## Try it:
Looking at the data below, state how many lines contain "EmbedderKind". No other words are wanted.

## Records provided:
------------------------------
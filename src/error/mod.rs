use thiserror::Error;

/// Application-level errors
#[derive(Debug, Error)]
pub enum AppError {
    #[error("Configuration error: {message}")]
    Config { message: String },

    #[error("Linkography error: {0}")]
    Linkography(#[from] LinkographError),

    #[error("I/O error: {0}")]
    Io(#[from] std::io::Error),

    #[error("JSON serialization error: {0}")]
    Json(#[from] serde_json::Error),

    #[error("Output collision: {path} already holds session {existing} from this run")]
    OutputCollision { path: String, existing: String },
}

/// Errors that are fatal to a single session's analysis.
#[derive(Debug, Error)]
pub enum LinkographError {
    #[error("Validation error: {0}")]
    Validation(#[from] ValidationError),

    #[error("Embedding failure: {0}")]
    Embedding(#[from] EmbeddingError),

    #[error("Configuration error: {field} - {reason}")]
    Configuration { field: String, reason: String },

    #[error("Analysis task cancelled: {message}")]
    Cancelled { message: String },

    #[error("Analysis task panicked: {message}")]
    TaskPanicked { message: String },
}

/// Malformed move input
#[derive(Debug, Error, PartialEq)]
pub enum ValidationError {
    #[error("Session contains no moves")]
    EmptySession,

    #[error("Move {move_id} has empty content")]
    EmptyContent { move_id: String },

    #[error("Move id is empty at index {index}")]
    EmptyMoveId { index: usize },

    #[error("Duplicate move id: {move_id}")]
    DuplicateMoveId { move_id: String },

    #[error("Move {move_id} belongs to session {found}, expected {expected}")]
    SessionMismatch {
        move_id: String,
        expected: String,
        found: String,
    },

    #[error("Non-monotonic timestamp at move {move_id} (index {index})")]
    NonMonotonicTimestamp { move_id: String, index: usize },

    #[error("Unknown design phase: {value}")]
    UnknownPhase { value: String },

    #[error("Unknown move type: {value}")]
    UnknownMoveType { value: String },
}

/// Embedding collaborator failures
#[derive(Debug, Error)]
pub enum EmbeddingError {
    #[error("Embedding provider failed: {message}")]
    Provider { message: String },

    #[error("Embedding dimension mismatch for move {move_id}: expected {expected}, got {actual}")]
    DimensionMismatch {
        move_id: String,
        expected: usize,
        actual: usize,
    },

    #[error("Embedding for move {move_id} contains non-finite values")]
    NonFinite { move_id: String },

    #[error("Embedding for move {move_id} has zero norm")]
    ZeroVector { move_id: String },

    #[error("Embedding request timeout after {timeout_ms}ms")]
    Timeout { timeout_ms: u64 },

    #[error("Embedding service unavailable: {message} (retries: {retries})")]
    Unavailable { message: String, retries: u32 },

    #[error("API error: {status} - {message}")]
    Api { status: u16, message: String },

    #[error("Invalid response: {message}")]
    InvalidResponse { message: String },

    #[error("HTTP error: {0}")]
    Http(#[from] reqwest::Error),
}

impl LinkographError {
    /// Build a configuration error for a named field.
    pub fn config(field: impl Into<String>, reason: impl Into<String>) -> Self {
        LinkographError::Configuration {
            field: field.into(),
            reason: reason.into(),
        }
    }
}

/// Result type alias for application errors
pub type AppResult<T> = Result<T, AppError>;

/// Result type alias for a single session's analysis
pub type LinkographResult<T> = Result<T, LinkographError>;

/// Result type alias for embedding operations
pub type EmbeddingResult<T> = Result<T, EmbeddingError>;
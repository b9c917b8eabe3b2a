//! Command-line commands for batch linkography runs.
//!
//! Commands return a [`CliResult`] instead of printing directly so the
//! binary decides where output goes and which exit code to use.

use std::path::PathBuf;
use std::sync::Arc;

use clap::{Subcommand, ValueEnum};

use crate::config::{Config, LinkographConfig, LogFormat};
use crate::embedding::{Embedder, EmbeddingCache, HashingEmbedder, HttpEmbedder};
use crate::engine::{LinkographAnalysis, LinkographyEngine, SessionOutcome};
use crate::export::{read_session, write_metrics_csv, AnalysisWriter};
use crate::moves::MoveStore;

const RULE: &str =
    "═══════════════════════════════════════════════════════════════════════════════\n";

/// Which embedding backend to use.
#[derive(ValueEnum, Debug, Clone, Copy, PartialEq, Eq)]
pub enum EmbedderKind {
    /// Offline feature hashing
    Hash,
    /// OpenAI-compatible embedding service
    Http,
}

/// Linkography CLI subcommands.
#[derive(Subcommand, Debug, Clone)]
pub enum Commands {
    /// Analyse one or more session files
    Analyze {
        /// Session JSON files
        #[arg(required = true)]
        files: Vec<PathBuf>,

        /// Embedding backend
        #[arg(long, value_enum, default_value = "hash")]
        embedder: EmbedderKind,

        /// Directory for per-session analysis JSON
        #[arg(long)]
        output_dir: Option<PathBuf>,

        /// CSV file receiving one metrics row per session
        #[arg(long)]
        metrics_csv: Option<PathBuf>,

        /// Drop move embeddings from the analysis JSON
        #[arg(long)]
        strip_embeddings: bool,

        /// Skip intersection analysis
        #[arg(long)]
        no_intersections: bool,
    },

    /// Show the effective configuration
    Config,
}

/// Result of CLI command execution.
pub struct CliResult {
    /// Exit code (0 = success)
    pub exit_code: i32,
    /// Output message
    pub message: String,
}

impl CliResult {
    /// Create a success result with the given message.
    pub fn success(message: impl Into<String>) -> Self {
        Self {
            exit_code: 0,
            message: message.into(),
        }
    }

    /// Create an error result with the given message.
    pub fn error(message: impl Into<String>) -> Self {
        Self {
            exit_code: 1,
            message: message.into(),
        }
    }
}

/// Options for the `analyze` command.
#[derive(Debug, Clone)]
pub struct AnalyzeOptions {
    /// Session JSON files
    pub files: Vec<PathBuf>,
    /// Embedding backend
    pub embedder: EmbedderKind,
    /// Directory for per-session analysis JSON
    pub output_dir: Option<PathBuf>,
    /// CSV file for metrics rows
    pub metrics_csv: Option<PathBuf>,
    /// Drop embeddings from written JSON
    pub strip_embeddings: bool,
    /// Skip intersection analysis
    pub no_intersections: bool,
}

/// Execute a CLI command.
pub async fn execute_command(command: Commands, config: Config) -> CliResult {
    match command {
        Commands::Analyze {
            files,
            embedder,
            output_dir,
            metrics_csv,
            strip_embeddings,
            no_intersections,
        } => {
            let options = AnalyzeOptions {
                files,
                embedder,
                output_dir,
                metrics_csv,
                strip_embeddings,
                no_intersections,
            };
            execute_analyze(options, config).await
        }
        Commands::Config => execute_config(&config),
    }
}

/// Execute analyze command.
pub async fn execute_analyze(options: AnalyzeOptions, config: Config) -> CliResult {
    let mut engine_config = config.engine.clone();
    if options.no_intersections {
        engine_config.include_intersections = false;
    }

    let mut output = String::new();
    output.push_str("\nLinkography Analysis\n");
    output.push_str(RULE);
    output.push('\n');

    let mut failures = 0;
    let mut sessions = Vec::new();
    for path in &options.files {
        match read_session(path) {
            Ok(store) => sessions.push(store),
            Err(e) => {
                failures += 1;
                output.push_str(&format!("  ✗ {}: {}\n", path.display(), e));
            }
        }
    }

    let outcomes = match options.embedder {
        EmbedderKind::Hash => {
            let embedder = HashingEmbedder::new(config.embedding.dimensions);
            run_batch(embedder, engine_config, &config, sessions).await
        }
        EmbedderKind::Http => match HttpEmbedder::new(&config.embedding, config.request.clone()) {
            Ok(embedder) => {
                embedder.log_endpoint();
                run_batch(embedder, engine_config, &config, sessions).await
            }
            Err(e) => return CliResult::error(format!("Embedding client error: {}", e)),
        },
    };
    let outcomes = match outcomes {
        Ok(outcomes) => outcomes,
        Err(message) => return CliResult::error(message),
    };

    let mut writer = options
        .output_dir
        .as_ref()
        .map(|dir| AnalysisWriter::new(dir, options.strip_embeddings));
    let mut analyses: Vec<LinkographAnalysis> = Vec::new();
    for outcome in outcomes {
        match outcome.result {
            Ok(analysis) => {
                output.push_str(&format!(
                    "  ✓ {}: {} moves, {} links, {} critical, {} patterns\n",
                    outcome.session_id,
                    analysis.metrics.total_moves,
                    analysis.metrics.total_links,
                    analysis.critical_moves.len(),
                    analysis.patterns.patterns.len(),
                ));
                if let Some(writer) = writer.as_mut() {
                    match writer.write(&analysis) {
                        Ok(path) => output.push_str(&format!("      → {}\n", path.display())),
                        Err(e) => {
                            failures += 1;
                            output.push_str(&format!("      write failed: {}\n", e));
                        }
                    }
                }
                analyses.push(analysis);
            }
            Err(e) => {
                failures += 1;
                output.push_str(&format!(
                    "  ✗ {}: linkography unavailable for this session ({})\n",
                    outcome.session_id, e
                ));
            }
        }
    }

    if let Some(path) = &options.metrics_csv {
        match write_metrics_csv(path, &analyses) {
            Ok(rows) => output.push_str(&format!("\nMetrics: {} rows → {}\n", rows, path.display())),
            Err(e) => {
                failures += 1;
                output.push_str(&format!("\nMetrics CSV failed: {}\n", e));
            }
        }
    }

    output.push_str(&format!(
        "\n{} analysed, {} failed\n",
        analyses.len(),
        failures
    ));

    if failures > 0 {
        CliResult::error(output)
    } else {
        CliResult::success(output)
    }
}

async fn run_batch<E: Embedder + 'static>(
    embedder: E,
    engine_config: LinkographConfig,
    config: &Config,
    sessions: Vec<MoveStore>,
) -> Result<Vec<SessionOutcome>, String> {
    let engine = LinkographyEngine::new(
        embedder,
        EmbeddingCache::new(),
        engine_config,
        config.weights.clone(),
    )
    .map_err(|e| format!("Engine setup failed: {}", e))?;

    Ok(Arc::new(engine).analyze_batch(sessions).await)
}

/// Execute config command.
fn execute_config(config: &Config) -> CliResult {
    let engine = &config.engine;
    let mut output = String::new();

    output.push_str("\nLinkography Configuration\n");
    output.push_str(RULE);
    output.push('\n');

    output.push_str("Link Generation:\n");
    output.push_str(&format!("  Similarity Threshold: {:.2}\n", engine.similarity_threshold));
    output.push_str(&format!("  Max Link Range: {}\n", engine.max_link_range));
    output.push_str(&format!("  Lateral Window: {}\n", engine.lateral_window));
    output.push('\n');

    output.push_str("Patterns:\n");
    output.push_str(&format!("  Chunk Window: {}\n", engine.chunk_window_size));
    output.push_str(&format!(
        "  Chunk Density Threshold: {:.2}\n",
        engine.chunk_density_threshold
    ));
    output.push_str(&format!("  Web Link Threshold: {}\n", engine.web_link_threshold));
    output.push_str(&format!("  Sawtooth Min Run: {}\n", engine.sawtooth_min_run));
    output.push_str(&format!("  Orphan Run Threshold: {}\n", engine.orphan_run_threshold));
    output.push_str(&format!("  Breakthrough Window: {}\n", engine.breakthrough_window));
    output.push_str(&format!("  Breakthrough Ratio: {:.2}x\n", engine.breakthrough_ratio));
    output.push('\n');

    output.push_str("Critical Moves:\n");
    output.push_str(&format!("  Floor: {}\n", engine.critical_move_floor));
    output.push_str(&format!(
        "  Fraction: {:.1}%\n",
        engine.critical_move_fraction * 100.0
    ));
    output.push('\n');

    output.push_str("Intersections:\n");
    output.push_str(&format!(
        "  Enabled: {}\n",
        if engine.include_intersections { "YES" } else { "NO" }
    ));
    output.push_str(&format!("  Tolerance: {:.2}\n", engine.intersection_tolerance));
    output.push('\n');

    output.push_str("Embedding Service:\n");
    output.push_str(&format!("  Base URL: {}\n", config.embedding.base_url));
    output.push_str(&format!("  Model: {}\n", config.embedding.model));
    output.push_str(&format!("  Dimensions: {}\n", config.embedding.dimensions));
    output.push_str(&format!(
        "  API Key: {}\n",
        if config.embedding.api_key.is_some() { "set" } else { "not set" }
    ));
    output.push_str(&format!(
        "  Timeout: {}ms, {} retries\n",
        config.request.timeout_ms, config.request.max_retries
    ));
    output.push('\n');

    output.push_str("Logging:\n");
    output.push_str(&format!("  Level: {}\n", config.logging.level));
    output.push_str(&format!(
        "  Format: {}\n",
        match config.logging.format {
            LogFormat::Pretty => "pretty",
            LogFormat::Json => "json",
        }
    ));

    CliResult::success(output)
}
------------------------------
## Output for this exercise:
5